■ EXERCISE DETAILS ■
This task calls for copying every line of the records that includes the word "immediately".

(Items listed in a dataset)
:::
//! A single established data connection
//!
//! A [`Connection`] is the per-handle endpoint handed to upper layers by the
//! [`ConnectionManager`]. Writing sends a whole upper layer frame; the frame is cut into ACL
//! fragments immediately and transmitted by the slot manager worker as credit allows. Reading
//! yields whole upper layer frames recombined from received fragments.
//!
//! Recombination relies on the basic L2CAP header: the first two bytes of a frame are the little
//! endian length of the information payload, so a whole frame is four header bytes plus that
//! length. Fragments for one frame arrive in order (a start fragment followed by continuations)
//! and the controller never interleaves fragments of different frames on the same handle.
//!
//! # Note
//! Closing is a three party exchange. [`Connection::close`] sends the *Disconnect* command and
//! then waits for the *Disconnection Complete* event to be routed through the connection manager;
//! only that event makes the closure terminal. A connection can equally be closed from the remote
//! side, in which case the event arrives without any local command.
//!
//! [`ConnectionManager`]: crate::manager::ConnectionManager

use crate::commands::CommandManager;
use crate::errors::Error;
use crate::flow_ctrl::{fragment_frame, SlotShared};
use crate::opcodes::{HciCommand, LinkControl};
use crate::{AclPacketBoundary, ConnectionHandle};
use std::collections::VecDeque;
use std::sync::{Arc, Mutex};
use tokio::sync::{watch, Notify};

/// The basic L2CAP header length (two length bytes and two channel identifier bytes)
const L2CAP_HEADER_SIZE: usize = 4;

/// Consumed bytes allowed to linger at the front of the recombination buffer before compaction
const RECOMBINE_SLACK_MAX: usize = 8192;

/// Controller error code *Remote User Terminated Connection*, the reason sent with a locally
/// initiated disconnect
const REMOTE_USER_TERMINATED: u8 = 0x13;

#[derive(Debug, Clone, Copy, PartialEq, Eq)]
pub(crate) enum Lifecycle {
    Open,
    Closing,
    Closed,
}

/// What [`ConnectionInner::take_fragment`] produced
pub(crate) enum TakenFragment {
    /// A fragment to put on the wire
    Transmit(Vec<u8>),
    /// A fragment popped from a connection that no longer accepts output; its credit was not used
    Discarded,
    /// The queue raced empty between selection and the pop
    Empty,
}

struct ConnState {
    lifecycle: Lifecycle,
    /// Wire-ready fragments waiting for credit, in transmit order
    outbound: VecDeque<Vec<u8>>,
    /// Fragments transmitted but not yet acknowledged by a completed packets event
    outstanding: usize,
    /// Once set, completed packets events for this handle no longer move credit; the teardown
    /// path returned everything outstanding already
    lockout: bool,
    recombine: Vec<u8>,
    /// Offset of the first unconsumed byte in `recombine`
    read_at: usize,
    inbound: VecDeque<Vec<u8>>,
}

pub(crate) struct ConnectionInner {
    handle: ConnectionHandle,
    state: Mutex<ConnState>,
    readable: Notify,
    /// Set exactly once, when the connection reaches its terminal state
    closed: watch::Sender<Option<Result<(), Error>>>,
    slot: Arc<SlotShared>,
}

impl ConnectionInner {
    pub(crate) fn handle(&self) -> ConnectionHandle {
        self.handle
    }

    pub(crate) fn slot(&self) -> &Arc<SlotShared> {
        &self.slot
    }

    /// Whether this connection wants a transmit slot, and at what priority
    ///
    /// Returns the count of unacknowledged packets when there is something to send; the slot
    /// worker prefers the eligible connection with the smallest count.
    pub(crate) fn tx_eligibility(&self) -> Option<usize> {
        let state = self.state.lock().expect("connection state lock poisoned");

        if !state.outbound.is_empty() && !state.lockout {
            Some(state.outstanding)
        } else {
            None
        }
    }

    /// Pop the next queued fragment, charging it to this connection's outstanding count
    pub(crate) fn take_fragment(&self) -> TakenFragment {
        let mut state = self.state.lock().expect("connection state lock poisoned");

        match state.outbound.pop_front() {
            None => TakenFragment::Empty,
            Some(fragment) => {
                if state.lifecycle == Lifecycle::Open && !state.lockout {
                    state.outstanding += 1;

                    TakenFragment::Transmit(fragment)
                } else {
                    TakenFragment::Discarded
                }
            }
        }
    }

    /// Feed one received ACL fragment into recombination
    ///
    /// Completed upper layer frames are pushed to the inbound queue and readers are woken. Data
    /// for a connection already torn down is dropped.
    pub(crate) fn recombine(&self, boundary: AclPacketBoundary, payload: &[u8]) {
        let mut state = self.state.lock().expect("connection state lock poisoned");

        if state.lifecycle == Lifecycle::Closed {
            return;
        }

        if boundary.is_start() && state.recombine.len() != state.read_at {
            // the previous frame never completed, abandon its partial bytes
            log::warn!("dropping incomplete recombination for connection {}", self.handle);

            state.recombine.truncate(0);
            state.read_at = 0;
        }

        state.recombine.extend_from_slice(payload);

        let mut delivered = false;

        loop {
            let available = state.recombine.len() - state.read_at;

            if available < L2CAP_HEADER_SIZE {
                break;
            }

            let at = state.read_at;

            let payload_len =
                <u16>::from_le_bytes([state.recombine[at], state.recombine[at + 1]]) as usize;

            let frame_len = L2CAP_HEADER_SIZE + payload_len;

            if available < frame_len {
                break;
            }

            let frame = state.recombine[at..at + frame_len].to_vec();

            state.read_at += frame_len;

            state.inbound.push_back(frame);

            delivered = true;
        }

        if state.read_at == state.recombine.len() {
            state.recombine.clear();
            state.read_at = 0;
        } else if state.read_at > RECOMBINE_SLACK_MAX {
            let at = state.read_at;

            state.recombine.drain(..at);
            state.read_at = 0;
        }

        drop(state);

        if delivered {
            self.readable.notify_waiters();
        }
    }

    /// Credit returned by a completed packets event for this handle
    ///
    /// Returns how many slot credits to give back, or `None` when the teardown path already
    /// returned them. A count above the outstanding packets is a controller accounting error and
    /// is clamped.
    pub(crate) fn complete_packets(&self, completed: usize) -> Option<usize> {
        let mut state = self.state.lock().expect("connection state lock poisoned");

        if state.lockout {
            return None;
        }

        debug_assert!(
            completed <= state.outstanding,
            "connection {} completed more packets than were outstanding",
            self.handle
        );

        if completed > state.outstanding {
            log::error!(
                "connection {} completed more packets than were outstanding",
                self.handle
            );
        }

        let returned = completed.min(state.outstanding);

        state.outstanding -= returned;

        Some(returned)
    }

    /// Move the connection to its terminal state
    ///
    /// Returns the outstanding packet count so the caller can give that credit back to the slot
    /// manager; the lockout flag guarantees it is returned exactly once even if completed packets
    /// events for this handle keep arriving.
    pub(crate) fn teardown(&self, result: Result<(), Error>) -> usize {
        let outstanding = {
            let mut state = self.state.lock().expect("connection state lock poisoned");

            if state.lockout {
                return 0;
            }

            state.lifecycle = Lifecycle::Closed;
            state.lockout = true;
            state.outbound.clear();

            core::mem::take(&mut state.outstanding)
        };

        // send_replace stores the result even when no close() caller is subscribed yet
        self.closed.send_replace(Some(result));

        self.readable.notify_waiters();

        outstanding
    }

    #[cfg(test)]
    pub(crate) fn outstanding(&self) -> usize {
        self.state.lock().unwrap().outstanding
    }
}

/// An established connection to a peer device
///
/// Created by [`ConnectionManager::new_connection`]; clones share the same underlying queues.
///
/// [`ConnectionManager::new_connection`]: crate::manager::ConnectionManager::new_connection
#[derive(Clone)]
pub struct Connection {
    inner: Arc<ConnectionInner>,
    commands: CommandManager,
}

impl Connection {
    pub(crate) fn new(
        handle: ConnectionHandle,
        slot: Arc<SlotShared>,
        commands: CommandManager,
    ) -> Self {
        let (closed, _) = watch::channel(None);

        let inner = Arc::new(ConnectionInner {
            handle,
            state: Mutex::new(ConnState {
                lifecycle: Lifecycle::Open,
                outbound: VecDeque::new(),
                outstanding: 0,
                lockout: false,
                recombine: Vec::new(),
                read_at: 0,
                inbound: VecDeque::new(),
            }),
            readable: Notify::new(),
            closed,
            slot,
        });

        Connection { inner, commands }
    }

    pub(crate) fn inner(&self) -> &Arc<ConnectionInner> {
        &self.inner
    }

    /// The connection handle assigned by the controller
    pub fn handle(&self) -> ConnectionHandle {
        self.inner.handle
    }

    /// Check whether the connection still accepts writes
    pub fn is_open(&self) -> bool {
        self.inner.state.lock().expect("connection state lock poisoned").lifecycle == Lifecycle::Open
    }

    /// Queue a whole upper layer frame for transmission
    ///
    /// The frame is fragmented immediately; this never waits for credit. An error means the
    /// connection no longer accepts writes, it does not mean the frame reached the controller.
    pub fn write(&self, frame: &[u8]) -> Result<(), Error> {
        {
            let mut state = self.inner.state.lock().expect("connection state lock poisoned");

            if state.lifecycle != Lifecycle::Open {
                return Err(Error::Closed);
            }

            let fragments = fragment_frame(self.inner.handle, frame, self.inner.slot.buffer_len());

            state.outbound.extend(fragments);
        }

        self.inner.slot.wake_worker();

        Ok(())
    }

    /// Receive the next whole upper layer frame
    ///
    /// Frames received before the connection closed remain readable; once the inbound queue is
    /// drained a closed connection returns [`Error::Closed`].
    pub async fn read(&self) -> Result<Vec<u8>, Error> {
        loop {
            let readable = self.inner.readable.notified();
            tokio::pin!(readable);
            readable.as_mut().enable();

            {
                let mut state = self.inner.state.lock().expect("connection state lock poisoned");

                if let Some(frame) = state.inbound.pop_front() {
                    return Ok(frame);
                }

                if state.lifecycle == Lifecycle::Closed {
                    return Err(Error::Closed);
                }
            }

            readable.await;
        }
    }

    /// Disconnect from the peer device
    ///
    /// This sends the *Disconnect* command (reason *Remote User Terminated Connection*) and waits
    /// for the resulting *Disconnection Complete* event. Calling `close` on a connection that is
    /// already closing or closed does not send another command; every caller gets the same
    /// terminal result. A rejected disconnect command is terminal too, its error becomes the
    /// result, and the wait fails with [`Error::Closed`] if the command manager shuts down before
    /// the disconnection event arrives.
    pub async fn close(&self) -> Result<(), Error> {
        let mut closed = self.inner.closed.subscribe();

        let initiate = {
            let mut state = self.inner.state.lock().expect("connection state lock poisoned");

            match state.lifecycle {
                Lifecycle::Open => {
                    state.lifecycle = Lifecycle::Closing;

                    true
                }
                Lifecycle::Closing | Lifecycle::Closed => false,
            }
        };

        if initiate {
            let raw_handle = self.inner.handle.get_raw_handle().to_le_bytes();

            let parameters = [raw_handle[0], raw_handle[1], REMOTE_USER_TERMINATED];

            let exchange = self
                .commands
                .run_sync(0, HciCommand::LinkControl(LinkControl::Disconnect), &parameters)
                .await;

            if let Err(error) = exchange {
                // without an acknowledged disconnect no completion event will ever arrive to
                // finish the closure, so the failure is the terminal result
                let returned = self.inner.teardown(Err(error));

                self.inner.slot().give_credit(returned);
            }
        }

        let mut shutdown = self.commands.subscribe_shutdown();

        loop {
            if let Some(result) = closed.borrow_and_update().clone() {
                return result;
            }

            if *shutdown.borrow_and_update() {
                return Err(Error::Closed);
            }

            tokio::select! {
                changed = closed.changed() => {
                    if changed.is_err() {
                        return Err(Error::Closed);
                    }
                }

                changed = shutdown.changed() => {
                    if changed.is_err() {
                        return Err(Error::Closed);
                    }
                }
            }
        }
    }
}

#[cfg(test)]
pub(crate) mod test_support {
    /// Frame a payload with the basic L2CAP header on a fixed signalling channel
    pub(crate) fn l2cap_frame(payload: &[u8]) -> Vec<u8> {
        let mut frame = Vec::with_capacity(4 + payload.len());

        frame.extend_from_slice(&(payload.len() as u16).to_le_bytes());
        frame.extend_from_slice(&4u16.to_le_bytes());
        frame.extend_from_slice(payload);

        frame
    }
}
:::
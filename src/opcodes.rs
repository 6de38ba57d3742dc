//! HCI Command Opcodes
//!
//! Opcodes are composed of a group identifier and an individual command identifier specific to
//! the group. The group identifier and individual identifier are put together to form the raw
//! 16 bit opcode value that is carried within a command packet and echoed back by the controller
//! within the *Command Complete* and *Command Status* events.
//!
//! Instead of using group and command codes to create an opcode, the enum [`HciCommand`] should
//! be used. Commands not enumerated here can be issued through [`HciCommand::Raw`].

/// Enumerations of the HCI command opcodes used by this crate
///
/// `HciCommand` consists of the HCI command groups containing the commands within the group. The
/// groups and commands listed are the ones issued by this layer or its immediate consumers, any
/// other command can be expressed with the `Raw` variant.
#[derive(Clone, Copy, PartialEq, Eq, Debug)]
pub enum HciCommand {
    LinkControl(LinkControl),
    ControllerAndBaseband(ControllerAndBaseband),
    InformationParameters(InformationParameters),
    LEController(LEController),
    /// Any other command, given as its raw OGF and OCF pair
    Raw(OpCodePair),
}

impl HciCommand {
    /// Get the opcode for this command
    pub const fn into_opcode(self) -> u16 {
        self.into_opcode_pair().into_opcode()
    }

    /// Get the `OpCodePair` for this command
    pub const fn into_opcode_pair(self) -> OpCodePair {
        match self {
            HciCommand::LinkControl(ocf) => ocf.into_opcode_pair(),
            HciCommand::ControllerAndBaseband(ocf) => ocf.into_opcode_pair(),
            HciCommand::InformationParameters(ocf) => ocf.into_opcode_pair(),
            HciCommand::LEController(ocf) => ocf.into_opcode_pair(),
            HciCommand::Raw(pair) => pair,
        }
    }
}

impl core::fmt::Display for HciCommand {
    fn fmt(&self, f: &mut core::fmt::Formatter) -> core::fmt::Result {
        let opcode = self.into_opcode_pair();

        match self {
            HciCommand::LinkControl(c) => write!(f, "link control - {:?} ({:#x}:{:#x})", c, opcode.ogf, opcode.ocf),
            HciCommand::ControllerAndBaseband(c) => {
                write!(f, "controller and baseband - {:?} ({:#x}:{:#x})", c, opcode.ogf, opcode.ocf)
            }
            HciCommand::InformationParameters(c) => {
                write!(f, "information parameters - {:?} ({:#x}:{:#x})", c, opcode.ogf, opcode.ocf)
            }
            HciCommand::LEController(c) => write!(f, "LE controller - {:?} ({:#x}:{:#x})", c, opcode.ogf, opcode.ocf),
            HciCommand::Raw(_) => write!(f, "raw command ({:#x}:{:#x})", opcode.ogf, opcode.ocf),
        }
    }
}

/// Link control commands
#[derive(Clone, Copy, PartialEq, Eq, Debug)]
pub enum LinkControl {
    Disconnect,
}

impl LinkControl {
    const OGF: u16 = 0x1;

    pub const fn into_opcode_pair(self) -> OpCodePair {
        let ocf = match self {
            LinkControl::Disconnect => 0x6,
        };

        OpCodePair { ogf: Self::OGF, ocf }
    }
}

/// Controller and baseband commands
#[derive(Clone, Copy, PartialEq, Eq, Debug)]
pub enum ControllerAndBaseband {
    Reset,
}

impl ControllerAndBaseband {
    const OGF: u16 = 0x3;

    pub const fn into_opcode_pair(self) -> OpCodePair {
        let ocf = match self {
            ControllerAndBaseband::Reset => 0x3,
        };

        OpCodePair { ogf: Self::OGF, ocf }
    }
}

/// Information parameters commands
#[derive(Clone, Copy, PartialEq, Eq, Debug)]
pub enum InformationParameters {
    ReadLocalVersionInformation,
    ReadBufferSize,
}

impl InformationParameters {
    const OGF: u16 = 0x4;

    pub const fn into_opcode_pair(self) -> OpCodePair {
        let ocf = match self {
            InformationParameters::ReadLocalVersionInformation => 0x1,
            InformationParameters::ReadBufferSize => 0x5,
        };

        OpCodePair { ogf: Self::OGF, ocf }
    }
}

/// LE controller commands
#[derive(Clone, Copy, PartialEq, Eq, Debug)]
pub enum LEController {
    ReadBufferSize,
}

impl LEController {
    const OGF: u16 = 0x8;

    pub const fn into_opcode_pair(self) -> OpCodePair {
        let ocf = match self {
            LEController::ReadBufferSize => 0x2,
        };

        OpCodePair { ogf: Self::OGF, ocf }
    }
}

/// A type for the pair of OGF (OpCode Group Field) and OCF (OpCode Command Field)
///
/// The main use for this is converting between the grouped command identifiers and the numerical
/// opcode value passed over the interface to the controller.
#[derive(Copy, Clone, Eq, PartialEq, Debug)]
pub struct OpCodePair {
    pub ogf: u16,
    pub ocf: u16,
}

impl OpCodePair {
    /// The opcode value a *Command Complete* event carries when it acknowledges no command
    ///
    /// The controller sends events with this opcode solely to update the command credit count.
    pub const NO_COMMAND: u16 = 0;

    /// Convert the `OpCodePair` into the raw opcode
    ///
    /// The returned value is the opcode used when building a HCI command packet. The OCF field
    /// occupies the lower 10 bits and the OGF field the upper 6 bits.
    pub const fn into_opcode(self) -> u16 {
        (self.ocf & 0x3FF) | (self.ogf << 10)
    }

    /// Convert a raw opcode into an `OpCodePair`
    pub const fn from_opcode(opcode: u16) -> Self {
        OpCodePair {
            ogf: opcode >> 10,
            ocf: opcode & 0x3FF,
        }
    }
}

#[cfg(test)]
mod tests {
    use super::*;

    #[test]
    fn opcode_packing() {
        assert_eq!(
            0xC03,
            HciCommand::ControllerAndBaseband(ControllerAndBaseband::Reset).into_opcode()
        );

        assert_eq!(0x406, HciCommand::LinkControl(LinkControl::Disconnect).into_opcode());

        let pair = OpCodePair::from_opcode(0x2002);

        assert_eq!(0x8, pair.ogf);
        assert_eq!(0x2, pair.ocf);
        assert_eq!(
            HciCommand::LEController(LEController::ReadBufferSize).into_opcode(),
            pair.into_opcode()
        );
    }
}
:::
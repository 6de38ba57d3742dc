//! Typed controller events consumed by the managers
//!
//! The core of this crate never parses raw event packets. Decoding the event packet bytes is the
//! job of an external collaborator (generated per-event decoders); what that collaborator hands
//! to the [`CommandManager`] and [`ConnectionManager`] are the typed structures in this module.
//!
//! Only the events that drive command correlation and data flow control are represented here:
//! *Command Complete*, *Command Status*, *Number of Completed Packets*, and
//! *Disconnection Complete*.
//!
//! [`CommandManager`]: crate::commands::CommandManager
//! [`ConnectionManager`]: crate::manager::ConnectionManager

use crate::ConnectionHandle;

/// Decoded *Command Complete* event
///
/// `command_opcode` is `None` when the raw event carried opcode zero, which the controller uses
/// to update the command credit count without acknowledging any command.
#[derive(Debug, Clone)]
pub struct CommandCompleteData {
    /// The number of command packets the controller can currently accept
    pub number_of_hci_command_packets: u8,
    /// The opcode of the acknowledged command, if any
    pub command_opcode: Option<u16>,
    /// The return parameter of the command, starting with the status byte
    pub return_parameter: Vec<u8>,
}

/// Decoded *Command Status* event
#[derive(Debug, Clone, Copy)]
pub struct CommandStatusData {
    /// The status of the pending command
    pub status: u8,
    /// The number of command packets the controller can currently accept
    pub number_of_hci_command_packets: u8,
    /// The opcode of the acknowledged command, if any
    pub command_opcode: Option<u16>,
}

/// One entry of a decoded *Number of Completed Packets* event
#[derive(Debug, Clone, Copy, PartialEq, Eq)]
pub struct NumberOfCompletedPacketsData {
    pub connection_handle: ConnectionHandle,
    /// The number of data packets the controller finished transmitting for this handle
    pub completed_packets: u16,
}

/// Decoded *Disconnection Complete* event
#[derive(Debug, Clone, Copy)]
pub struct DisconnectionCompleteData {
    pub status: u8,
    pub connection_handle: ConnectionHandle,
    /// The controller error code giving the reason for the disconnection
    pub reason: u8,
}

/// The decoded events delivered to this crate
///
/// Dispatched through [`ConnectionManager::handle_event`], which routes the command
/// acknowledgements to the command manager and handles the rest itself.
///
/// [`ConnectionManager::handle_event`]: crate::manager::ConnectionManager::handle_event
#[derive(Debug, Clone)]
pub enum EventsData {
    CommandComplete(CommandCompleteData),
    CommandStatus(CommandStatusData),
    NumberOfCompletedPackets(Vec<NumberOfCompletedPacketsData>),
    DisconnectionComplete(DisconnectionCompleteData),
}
:::
■ TASK ANSWER ■
//! fragments immediately and transmitted by the slot manager worker as credit allows. Reading
    /// The frame is fragmented immediately; this never waits for credit. An error means the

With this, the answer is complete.